***** RECORD EXCERPTS
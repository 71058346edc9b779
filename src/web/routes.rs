use actix_web::web;

use crate::web::handlers;

pub fn configure(cfg: &mut web::ServiceConfig) {
    cfg.route("/", web::get().to(handlers::index))
        .route("/health", web::get().to(handlers::health))
        .route("/generate_code", web::post().to(handlers::generate_code))
        .route("/explain_code", web::post().to(handlers::explain_code))
        .route("/chat", web::post().to(handlers::chat))
        .route("/generate_image", web::post().to(handlers::generate_image));
}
**********
## YOUR GOAL
Down to the last character, restate every record.

## OUTPUT
repository 71058346edc9b779
filename src/web/routes.rs
use actix_web::web;

use crate::web::handlers;

pub fn configure(cfg: &mut web::ServiceConfig) {
    cfg.route("/", web::get().to(handlers::index))
        .route("/health", web::get().to(handlers::health))
        .route("/generate_code", web::post().to(handlers::generate_code))
        .route("/explain_code", web::post().to(handlers::explain_code))
        .route("/chat", web::post().to(handlers::chat))
        .route("/generate_image", web::post().to(handlers::generate_image));
}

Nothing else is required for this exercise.